Verizon, of course, has dressed this up as a sales promotion but this fools no one.
The reality is that frequencies of 28Ghz and above (where Verizon is operating) offer incredible capacity and speed (as observed) but very poor signal propagation.
This is because the energy in the radio wave is being consumed very quickly because it vibrates so rapidly, meaning that the entire signal is often absorbed as soon as it hits anything.
It also means that the radio wave will not travel very far from the base station (as observed) before its energy is completely depleted.
The net result is that when one is stationary within line of sight of the base station fantastic performance is delivered but the minute one moves or even turns one’s back to the transmitter, things go rapidly south.
This is why early users have reported blazing fast internet when they can get a signal near a base station but as soon as they move the signal is quickly lost.
Furthermore, tests also showed that there was no sign of the supposed 1msof latency with latencies in the range of 20-30ms being observed (see here).
This is, of course, a very limited data set, but the promise of 5G is to deliver consistently superior latency which in this case it is not.
Early performance of 5G is clearly inferior to 4G on speed, latency and jitter as BTIG and RFM’s indoor tests show (see below).
Verizon now has a nasty chicken and egg situation.
It badly needs to roll out thousands and thousands of base stations to deepen its 5G coverage so that it becomes worthy of the $10 premium, but it will be reluctant to spend all this money with no visibility on users’ willingness to pay.
Its peers are in an easier position as they are operating their initial roll-outs at the much more forgiving frequencies below 6Ghz, but it is still a mystery to me how this service will be better than gigabit LTE.

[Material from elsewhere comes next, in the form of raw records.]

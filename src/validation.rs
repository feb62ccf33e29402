//! Configuration validation.
//!
//! Checks resource and activity settings before a simulation pass and
//! reports every problem found, not just the first:
//! - Duplicate resource IDs and duplicate changeover attributes
//! - Negative standard durations and changeover durations
//! - Non-positive cleanout trigger thresholds
//! - Attention percentages outside `1..=100`

use std::collections::HashSet;

use crate::models::{Activity, CleanSpan, Resource};

/// Validation result.
pub type ValidationResult = Result<(), Vec<ValidationError>>;

/// A validation error.
#[derive(Debug, Clone, PartialEq)]
pub struct ValidationError {
    /// Error category.
    pub kind: ValidationErrorKind,
    /// Human-readable description.
    pub message: String,
}

/// Categories of validation errors.
#[derive(Debug, Clone, PartialEq, Eq)]
pub enum ValidationErrorKind {
    /// Two entities share the same ID.
    DuplicateId,
    /// Two changeover tables key on the same attribute.
    DuplicateAttribute,
    /// A duration that must not be negative is.
    NegativeDuration,
    /// A cleanout trigger can never fire.
    NonPositiveTrigger,
    /// An attention percentage is outside `1..=100`.
    AttentionOutOfRange,
}

impl ValidationError {
    fn new(kind: ValidationErrorKind, message: impl Into<String>) -> Self {
        Self {
            kind,
            message: message.into(),
        }
    }
}

fn finish(errors: Vec<ValidationError>) -> ValidationResult {
    if errors.is_empty() {
        Ok(())
    } else {
        Err(errors)
    }
}

fn check_clean(errors: &mut Vec<ValidationError>, owner: &str, what: &str, clean: Option<&CleanSpan>) {
    if let Some(c) = clean.filter(|c| c.ticks < 0) {
        errors.push(ValidationError::new(
            ValidationErrorKind::NegativeDuration,
            format!("{owner}: {what} has negative duration {}", c.ticks),
        ));
    }
}

/// Validates one resource's configuration.
///
/// # Example
///
/// ```
/// use u_capacity::models::{CleanSource, CleanSpan, Resource, TriggerTables};
/// use u_capacity::validation::validate_resource;
///
/// let ok = Resource::single("M1").with_standard_setup(30, 0.0);
/// assert!(validate_resource(&ok).is_ok());
///
/// let bad = Resource::single("M2")
///     .with_triggers(TriggerTables::new().with_time(0, CleanSpan::new(10, 1, CleanSource::TimeTrigger)));
/// assert_eq!(validate_resource(&bad).unwrap_err().len(), 1);
/// ```
pub fn validate_resource(resource: &Resource) -> ValidationResult {
    let mut errors = Vec::new();
    let id = resource.id.as_str();

    if resource.setup.standard < 0 {
        errors.push(ValidationError::new(
            ValidationErrorKind::NegativeDuration,
            format!("{id}: standard setup is negative"),
        ));
    }
    check_clean(&mut errors, id, "standard clean", resource.cleanout.standard.as_ref());

    let triggers = &resource.triggers;
    for t in &triggers.time {
        if t.interval <= 0 {
            errors.push(ValidationError::new(
                ValidationErrorKind::NonPositiveTrigger,
                format!("{id}: time trigger interval {} is not positive", t.interval),
            ));
        }
        check_clean(&mut errors, id, "time trigger clean", Some(&t.clean));
    }
    for t in &triggers.operation_count {
        if t.count == 0 {
            errors.push(ValidationError::new(
                ValidationErrorKind::NonPositiveTrigger,
                format!("{id}: operation-count trigger count is zero"),
            ));
        }
        check_clean(&mut errors, id, "operation-count trigger clean", Some(&t.clean));
    }
    for t in &triggers.production_unit {
        if t.quantity <= 0.0 || !t.quantity.is_finite() {
            errors.push(ValidationError::new(
                ValidationErrorKind::NonPositiveTrigger,
                format!("{id}: production-unit trigger quantity {} is not positive", t.quantity),
            ));
        }
        check_clean(&mut errors, id, "production-unit trigger clean", Some(&t.clean));
    }

    let mut attributes = HashSet::new();
    for table in resource.changeovers.tables() {
        if !attributes.insert(table.attribute.as_str()) {
            errors.push(ValidationError::new(
                ValidationErrorKind::DuplicateAttribute,
                format!("{id}: duplicate changeover table for '{}'", table.attribute),
            ));
        }
        for c in table.entries().chain(table.default.as_ref()) {
            if c.setup < 0 {
                errors.push(ValidationError::new(
                    ValidationErrorKind::NegativeDuration,
                    format!("{id}: '{}' changeover setup is negative", table.attribute),
                ));
            }
            check_clean(&mut errors, id, "changeover clean", c.clean.as_ref());
        }
    }

    finish(errors)
}

/// Validates a set of resources, including ID uniqueness.
pub fn validate_resources(resources: &[Resource]) -> ValidationResult {
    let mut errors = Vec::new();
    let mut ids = HashSet::new();
    for r in resources {
        if !ids.insert(r.id.as_str()) {
            errors.push(ValidationError::new(
                ValidationErrorKind::DuplicateId,
                format!("Duplicate resource ID: {}", r.id),
            ));
        }
        if let Err(mut e) = validate_resource(r) {
            errors.append(&mut e);
        }
    }
    finish(errors)
}

/// Validates an activity's times and attention percentages.
pub fn validate_activity(activity: &Activity) -> ValidationResult {
    let mut errors = Vec::new();
    let id = activity.id.as_str();
    let t = &activity.times;

    let durations = [
        ("setup", t.setup),
        ("cycle", t.cycle),
        ("post-processing", t.post_processing),
        ("storage", t.storage),
        ("clean-after", t.clean_after),
    ];
    for (name, ticks) in durations {
        if ticks < 0 {
            errors.push(ValidationError::new(
                ValidationErrorKind::NegativeDuration,
                format!("{id}: {name} time {ticks} is negative"),
            ));
        }
    }
    check_clean(&mut errors, id, "product-change clean", t.product_change_clean.as_ref());

    for (i, req) in activity.requirements.iter().enumerate() {
        if !(1..=100).contains(&req.attention_percent) {
            errors.push(ValidationError::new(
                ValidationErrorKind::AttentionOutOfRange,
                format!("{id}: requirement {i} attention {}% is outside 1..=100", req.attention_percent),
            ));
        }
    }

    finish(errors)
}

The net result is that early signs are that 5G is not nearly good enough to command a premium price which combined with the early stage of the terminals (see here) means that volume is going to be tiny.
I suspect that this leads us straight back to what has always been my core use case for 5G which is the very boring but economically exciting fixed wireless access in the USA (see here).
Hence, I think that the real value of 5G to an operator at this stage remains bragging rights and nothing more.
This will result in an initial roll-out of thin coverage and then a pause while everyone searches for a use case over 4G and the while technology matures.
Once this is in place an orderly roll-out will follow and over time, 5G will eventually replace the much older 3G and 4G networks.
However, much hype and promise have been made on the instant success of this technology and so there will be a period of disappointment and falling valuations as the laws of physics reassert their supremacy.